▶ _Assignment_
Return each of the entries below word for word.

▶ _Records for this exercise_
use std::{
    fmt::{Debug, Formatter, Result as FmtResult},
    io,
    sync::Arc,
};

use soundcart::{
    cart::write_cart_table,
    config::ClientConfig,
    gateway::{CartGateway, HttpCartGateway},
    notices::{Notifier, TracingNotifier},
    sync::CartSync,
};

/// Collaborators shared by every command, with the cart already restored.
pub(crate) struct Context {
    pub(crate) gateway: Arc<dyn CartGateway>,
    pub(crate) notifier: Arc<dyn Notifier>,
    pub(crate) cart: Arc<CartSync>,
}

impl Debug for Context {
    fn fmt(&self, f: &mut Formatter<'_>) -> FmtResult {
        f.debug_struct("Context")
            .field("cart", &self.cart)
            .finish_non_exhaustive()
    }
}

impl Context {
    /// Connects to the API and restores the cart for this session.
    pub(crate) async fn open(config: &ClientConfig) -> Result<Self, String> {
        let gateway: Arc<dyn CartGateway> = Arc::new(
            HttpCartGateway::new(config.api.gateway_config())
                .map_err(|error| format!("failed to build API client: {error}"))?,
        );
        let notifier: Arc<dyn Notifier> = Arc::new(TracingNotifier);

        let cart = Arc::new(CartSync::new(
            Arc::clone(&gateway),
            Arc::new(config.state.store()),
            Arc::clone(&notifier),
        ));

        cart.start(config.api.is_authenticated())
            .await
            .map_err(|error| format!("failed to load cart: {}", error.user_message()))?;

        Ok(Self {
            gateway,
            notifier,
            cart,
        })
    }

    /// Prints the cart to stdout.
    pub(crate) fn print_cart(&self) -> Result<(), String> {
        write_cart_table(io::stdout().lock(), &self.cart.cart())
            .map_err(|error| format!("failed to write cart: {error}"))
    }
}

▶ _Result of the exercise_
use std::{
    fmt::{Debug, Formatter, Result as FmtResult},
    io,
    sync::Arc,
};

use soundcart::{
    cart::write_cart_table,
    config::ClientConfig,
    gateway::{CartGateway, HttpCartGateway},
    notices::{Notifier, TracingNotifier},
    sync::CartSync,
};

/// Collaborators shared by every command, with the cart already restored.
pub(crate) struct Context {
    pub(crate) gateway: Arc<dyn CartGateway>,
    pub(crate) notifier: Arc<dyn Notifier>,
    pub(crate) cart: Arc<CartSync>,
}

impl Debug for Context {
    fn fmt(&self, f: &mut Formatter<'_>) -> FmtResult {
        f.debug_struct("Context")
            .field("cart", &self.cart)
            .finish_non_exhaustive()
    }
}

impl Context {
    /// Connects to the API and restores the cart for this session.
    pub(crate) async fn open(config: &ClientConfig) -> Result<Self, String> {
        let gateway: Arc<dyn CartGateway> = Arc::new(
            HttpCartGateway::new(config.api.gateway_config())
                .map_err(|error| format!("failed to build API client: {error}"))?,
        );
        let notifier: Arc<dyn Notifier> = Arc::new(TracingNotifier);

        let cart = Arc::new(CartSync::new(
            Arc::clone(&gateway),
            Arc::new(config.state.store()),
            Arc::clone(&notifier),
        ));

        cart.start(config.api.is_authenticated())
            .await
            .map_err(|error| format!("failed to load cart: {}", error.user_message()))?;

        Ok(Self {
            gateway,
            notifier,
            cart,
        })
    }

    /// Prints the cart to stdout.
    pub(crate) fn print_cart(&self) -> Result<(), String> {
        write_cart_table(io::stdout().lock(), &self.cart.cart())
            .map_err(|error| format!("failed to write cart: {error}"))
    }
}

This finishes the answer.